Managing Windows Services with Remote powershell - Windows Server 2019 Datacenter Edition

Question

I want to remotely stop / start / restart SQlBrowser service from a .net core 6 application running on IIS that uses the Powershell 7 library.

The application pool of the .net core service runs under a domain user, called domain.local\service-mgr-svc.

If I make domain.local\service-mgr-svc local administrator on the remote SQL Server, that I want to control the sqlbrowser service on, the remote invoke command works:

Invoke-Command -ComputerName sql-svr.domain.local -Scriptblock { restart-service -Name "sqlbrowser" }

When I take the user out of local administrator group, I get the following error

Cannot find any service with the service name "SQL Browser"

If I try just "get-service", I get response about "might need elevated permissions"

My question is, what are those permissions? I've been down the rabbit-hole on this.

What I have tried:

GPO to give the user on the remote server;

• "Log on as Service"
• "Act as operating system"
• "Log on as batch job"

Giving the user the following permissions on the Root Namespace in the WMI config;

• Execute Methods
• Remote Enable
• Read Security
• Enable Account

Alas, it does not work. What can I try next?

Answer 1

(Posting the solution on behalf of the question author in order to move it to the answer space).
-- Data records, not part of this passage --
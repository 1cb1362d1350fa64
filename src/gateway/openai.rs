//! OpenAI-compatible adapter for chat completions and embeddings.
//!
//! The KG toolchain and the engine talk to any endpoint that speaks the
//! `/chat/completions` and `/embeddings` wire format (OpenAI, SiliconFlow,
//! vLLM, …). Provider-specific auth stays here; nothing above this layer
//! sees HTTP.

use std::time::{Duration, Instant};

use async_trait::async_trait;
use reqwest::header::{HeaderMap, HeaderValue, AUTHORIZATION, CONTENT_TYPE};
use serde::{Deserialize, Serialize};

use super::error::{ErrorContext, ProviderError};
use super::types::*;

// =============================================================================
// TRAITS
// =============================================================================

/// Trait for chat completion providers.
#[async_trait]
pub trait ChatProvider: Send + Sync {
    async fn chat(&self, req: &ChatRequest) -> Result<ChatResponse, ProviderError>;
}

/// Trait for embedding providers.
#[async_trait]
pub trait EmbedProvider: Send + Sync {
    async fn embed(&self, req: &EmbedRequest) -> Result<EmbedResponse, ProviderError>;
}

// =============================================================================
// ADAPTER
// =============================================================================

/// Maximum allowed response content length (1MB).
const MAX_RESPONSE_LEN: usize = 1_024 * 1_024;

/// Maximum allowed input characters per chat request (~125k tokens).
const MAX_INPUT_CHARS: usize = 500_000;

/// Adapter for OpenAI-compatible HTTP endpoints.
#[derive(Debug, Clone)]
pub struct OpenAiCompatAdapter {
    client: reqwest::Client,
    base_url: String,
}

impl OpenAiCompatAdapter {
    /// Create from API key with the default base URL.
    pub fn new(api_key: impl Into<String>) -> Result<Self, ProviderError> {
        Self::with_config(
            api_key,
            "https://api.openai.com/v1",
            Duration::from_secs(180),
        )
    }

    /// Create from environment variables (`STORYFORGE_API_KEY`,
    /// `STORYFORGE_API_BASE_URL`, `STORYFORGE_API_TIMEOUT_SECONDS`).
    pub fn from_env() -> Result<Self, ProviderError> {
        let api_key = std::env::var("STORYFORGE_API_KEY")
            .map_err(|_| ProviderError::config("STORYFORGE_API_KEY not set"))?;

        let base_url = std::env::var("STORYFORGE_API_BASE_URL")
            .unwrap_or_else(|_| "https://api.openai.com/v1".into());

        let timeout = std::env::var("STORYFORGE_API_TIMEOUT_SECONDS")
            .ok()
            .and_then(|s| s.parse().ok())
            .map(Duration::from_secs)
            .unwrap_or(Duration::from_secs(180));

        Self::with_config(api_key, base_url, timeout)
    }

    /// Create with custom configuration.
    pub fn with_config(
        api_key: impl Into<String>,
        base_url: impl Into<String>,
        timeout: Duration,
    ) -> Result<Self, ProviderError> {
        let api_key = api_key.into();
        let base_url = base_url.into();

        let mut headers = HeaderMap::new();
        headers.insert(CONTENT_TYPE, HeaderValue::from_static("application/json"));

        let auth_value = HeaderValue::from_str(&format!("Bearer {api_key}"))
            .map_err(|_| ProviderError::config("Invalid API key format"))?;
        headers.insert(AUTHORIZATION, auth_value);

        let client = reqwest::Client::builder()
            .timeout(timeout)
            .default_headers(headers)
            .gzip(true)
            .build()
            .map_err(|e| ProviderError::config(format!("Failed to create HTTP client: {e}")))?;

        Ok(Self { client, base_url })
    }

    fn chat_url(&self) -> String {
        format!("{}/chat/completions", self.base_url)
    }

    fn embed_url(&self) -> String {
        format!("{}/embeddings", self.base_url)
    }

    /// Extract request ID from response headers.
    fn extract_request_id(headers: &reqwest::header::HeaderMap) -> Option<String> {
        headers
            .get("x-request-id")
            .and_then(|v| v.to_str().ok())
            .map(|s| s.to_string())
    }

    /// Read a body while enforcing the size cap.
    async fn read_capped(mut response: reqwest::Response) -> Result<String, ProviderError> {
        let mut bytes = Vec::new();
        while let Some(chunk) = response.chunk().await? {
            let new_len = bytes.len() + chunk.len();
            if new_len > MAX_RESPONSE_LEN {
                return Err(ProviderError::provider(
                    "openai_compat",
                    format!("Response too large: {new_len} bytes"),
                    false,
                ));
            }
            bytes.extend_from_slice(&chunk);
        }
        Ok(String::from_utf8_lossy(&bytes).to_string())
    }

    fn http_error(status: reqwest::StatusCode, body: &str, ctx: ErrorContext) -> ProviderError {
        if let Ok(parsed) = serde_json::from_str::<ErrorEnvelope>(body) {
            if let Some(error) = parsed.error {
                let message = error.message.unwrap_or_default();
                let ctx = match error.code {
                    Some(code) => ctx.with_code(code),
                    None => ctx,
                };
                return match status.as_u16() {
                    429 => ProviderError::rate_limited_remote(Duration::from_secs(60), ctx),
                    _ => ProviderError::provider_with_context(
                        "openai_compat",
                        message,
                        status.as_u16() >= 500,
                        ctx,
                    ),
                };
            }
        }
        match status.as_u16() {
            429 => ProviderError::rate_limited_remote(Duration::from_secs(60), ctx),
            code => ProviderError::provider_with_context(
                "openai_compat",
                format!("HTTP {code}"),
                code >= 500,
                ctx,
            ),
        }
    }
}

// =============================================================================
// API TYPES
// =============================================================================

#[derive(Serialize)]
struct ChatApiRequest<'a> {
    model: &'a str,
    messages: &'a [ApiMessage],
    temperature: f32,
    #[serde(skip_serializing_if = "Option::is_none")]
    max_tokens: Option<u32>,
    #[serde(skip_serializing_if = "Option::is_none")]
    response_format: Option<ResponseFormat>,
}

#[derive(Serialize)]
struct ApiMessage {
    role: String,
    content: String,
}

impl From<&Message> for ApiMessage {
    fn from(m: &Message) -> Self {
        Self {
            role: match m.role {
                Role::System => "system".to_string(),
                Role::User => "user".to_string(),
                Role::Assistant => "assistant".to_string(),
            },
            content: m.content.clone(),
        }
    }
}

#[derive(Serialize)]
struct ResponseFormat {
    #[serde(rename = "type")]
    format_type: &'static str,
}

#[derive(Deserialize)]
struct ChatApiResponse {
    choices: Option<Vec<Choice>>,
    usage: Option<Usage>,
    error: Option<ApiError>,
}

#[derive(Deserialize)]
struct Choice {
    message: Option<ChoiceMessage>,
    finish_reason: Option<String>,
}

#[derive(Deserialize)]
struct ChoiceMessage {
    content: Option<String>,
}

#[derive(Deserialize)]
struct Usage {
    prompt_tokens: Option<u32>,
    completion_tokens: Option<u32>,
    total_tokens: Option<u32>,
}

#[derive(Deserialize)]
struct ApiError {
    message: Option<String>,
    code: Option<String>,
}

#[derive(Deserialize)]
struct ErrorEnvelope {
    error: Option<ApiError>,
}

#[derive(Serialize)]
struct EmbedApiRequest<'a> {
    model: &'a str,
    input: &'a [String],
}

#[derive(Deserialize)]
struct EmbedApiResponse {
    data: Option<Vec<EmbedDatum>>,
    usage: Option<Usage>,
    error: Option<ApiError>,
}

#[derive(Deserialize)]
struct EmbedDatum {
    index: Option<usize>,
    embedding: Vec<f32>,
}

// =============================================================================
// CHAT PROVIDER IMPL
// =============================================================================

#[async_trait]
impl ChatProvider for OpenAiCompatAdapter {
    async fn chat(&self, req: &ChatRequest) -> Result<ChatResponse, ProviderError> {
        let total_chars: usize = req.messages.iter().map(|m| m.content.len()).sum();
        if total_chars > MAX_INPUT_CHARS {
            return Err(ProviderError::invalid_request(format!(
                "Input too large: {total_chars} chars (max {MAX_INPUT_CHARS})"
            )));
        }

        let start = Instant::now();

        let messages: Vec<ApiMessage> = req.messages.iter().map(ApiMessage::from).collect();

        let api_req = ChatApiRequest {
            model: &req.model,
            messages: &messages,
            temperature: req.temperature,
            max_tokens: req.max_tokens,
            response_format: if req.json_mode {
                Some(ResponseFormat {
                    format_type: "json_object",
                })
            } else {
                None
            },
        };

        let response = self
            .client
            .post(self.chat_url())
            .json(&api_req)
            .send()
            .await?;

        let status = response.status();
        let request_id = Self::extract_request_id(response.headers());
        let body = Self::read_capped(response).await?;

        let ctx = ErrorContext::new().with_status(status.as_u16());
        let ctx = match &request_id {
            Some(id) => ctx.with_request_id(id),
            None => ctx,
        };

        if !status.is_success() {
            return Err(Self::http_error(status, &body, ctx));
        }

        let parsed: ChatApiResponse = serde_json::from_str(&body).map_err(|e| {
            ProviderError::provider("openai_compat", format!("Invalid JSON: {e}"), false)
        })?;

        if let Some(error) = parsed.error {
            return Err(ProviderError::provider(
                "openai_compat",
                error.message.unwrap_or_default(),
                false,
            ));
        }

        let choice = parsed
            .choices
            .and_then(|c| c.into_iter().next())
            .ok_or_else(|| {
                ProviderError::provider("openai_compat", "No choices in response", false)
            })?;

        let mut content = choice
            .message
            .and_then(|m| m.content)
            .unwrap_or_default();
        if content.len() > MAX_RESPONSE_LEN {
            content.truncate(MAX_RESPONSE_LEN);
        }

        let usage = parsed.usage.unwrap_or(Usage {
            prompt_tokens: None,
            completion_tokens: None,
            total_tokens: None,
        });

        Ok(ChatResponse {
            content,
            input_tokens: usage.prompt_tokens.unwrap_or(0),
            output_tokens: usage.completion_tokens.unwrap_or(0),
            latency: start.elapsed(),
            finish_reason: FinishReason::from(choice.finish_reason),
        })
    }
}

// =============================================================================
// EMBED PROVIDER IMPL
// =============================================================================

#[async_trait]
impl EmbedProvider for OpenAiCompatAdapter {
    async fn embed(&self, req: &EmbedRequest) -> Result<EmbedResponse, ProviderError> {
        if req.texts.is_empty() {
            return Ok(EmbedResponse {
                embeddings: Vec::new(),
                tokens: 0,
                latency: Duration::from_millis(0),
            });
        }

        let start = Instant::now();

        // Contract: inputs truncate at EMBED_MAX_INPUT_CHARS.
        let inputs: Vec<String> = req
            .texts
            .iter()
            .map(|t| {
                let mut t = t.clone();
                if t.len() > EMBED_MAX_INPUT_CHARS {
                    let mut cut = EMBED_MAX_INPUT_CHARS;
                    while !t.is_char_boundary(cut) {
                        cut -= 1;
                    }
                    t.truncate(cut);
                }
                t
            })
            .collect();

        let api_req = EmbedApiRequest {
            model: &req.model,
            input: &inputs,
        };

        let response = self
            .client
            .post(self.embed_url())
            .json(&api_req)
            .send()
            .await?;

        let status = response.status();
        let request_id = Self::extract_request_id(response.headers());
        let body = Self::read_capped(response).await?;

        let ctx = ErrorContext::new().with_status(status.as_u16());
        let ctx = match &request_id {
            Some(id) => ctx.with_request_id(id),
            None => ctx,
        };

        if !status.is_success() {
            return Err(Self::http_error(status, &body, ctx));
        }

        let parsed: EmbedApiResponse = serde_json::from_str(&body).map_err(|e| {
            ProviderError::provider("openai_compat", format!("Invalid JSON: {e}"), false)
        })?;

        if let Some(error) = parsed.error {
            return Err(ProviderError::provider(
                "openai_compat",
                error.message.unwrap_or_default(),
                false,
            ));
        }

        let mut data = parsed.data.ok_or_else(|| {
            ProviderError::provider("openai_compat", "No data in embedding response", false)
        })?;

        if data.len() != inputs.len() {
            return Err(ProviderError::provider(
                "openai_compat",
                format!(
                    "Embedding count mismatch: sent {}, got {}",
                    inputs.len(),
                    data.len()
                ),
                false,
            ));
        }

        // Providers may reorder; the index field restores input order.
        data.sort_by_key(|d| d.index.unwrap_or(usize::MAX));
        let embeddings: Vec<Vec<f32>> = data.into_iter().map(|d| d.embedding).collect();

        let dim = embeddings.first().map(|e| e.len()).unwrap_or(0);
        if embeddings.iter().any(|e| e.len() != dim) {
            return Err(ProviderError::provider(
                "openai_compat",
                "Inconsistent embedding dimensions in response",
                false,
            ));
        }

        let tokens = parsed
            .usage
            .and_then(|u| u.total_tokens.or(u.prompt_tokens))
            .unwrap_or(0);

        Ok(EmbedResponse {
            embeddings,
            tokens,
            latency: start.elapsed(),
        })
    }
}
So I had a look at this SubInACL.exe stuff and that did the job!

I noticed that running cmd on the remote server and trying to stop / start SQLBrowser, I got access denied.

So did a

dir>.\SubInACL.exe /service SQLBrowser /grant=domain\user=PTOIS

And it works!

Further update: to automate this into a .ps1 startup script, I actually ended up using sc.exe. Its a bit tricky as you need to persist the current value and append your required SID and permissions SDDL. So I did the below, where the $default_svc_sddl is the current SDDL of a given service, and the $util_sddl is the SDDL of the user + permissions that I wanted to add.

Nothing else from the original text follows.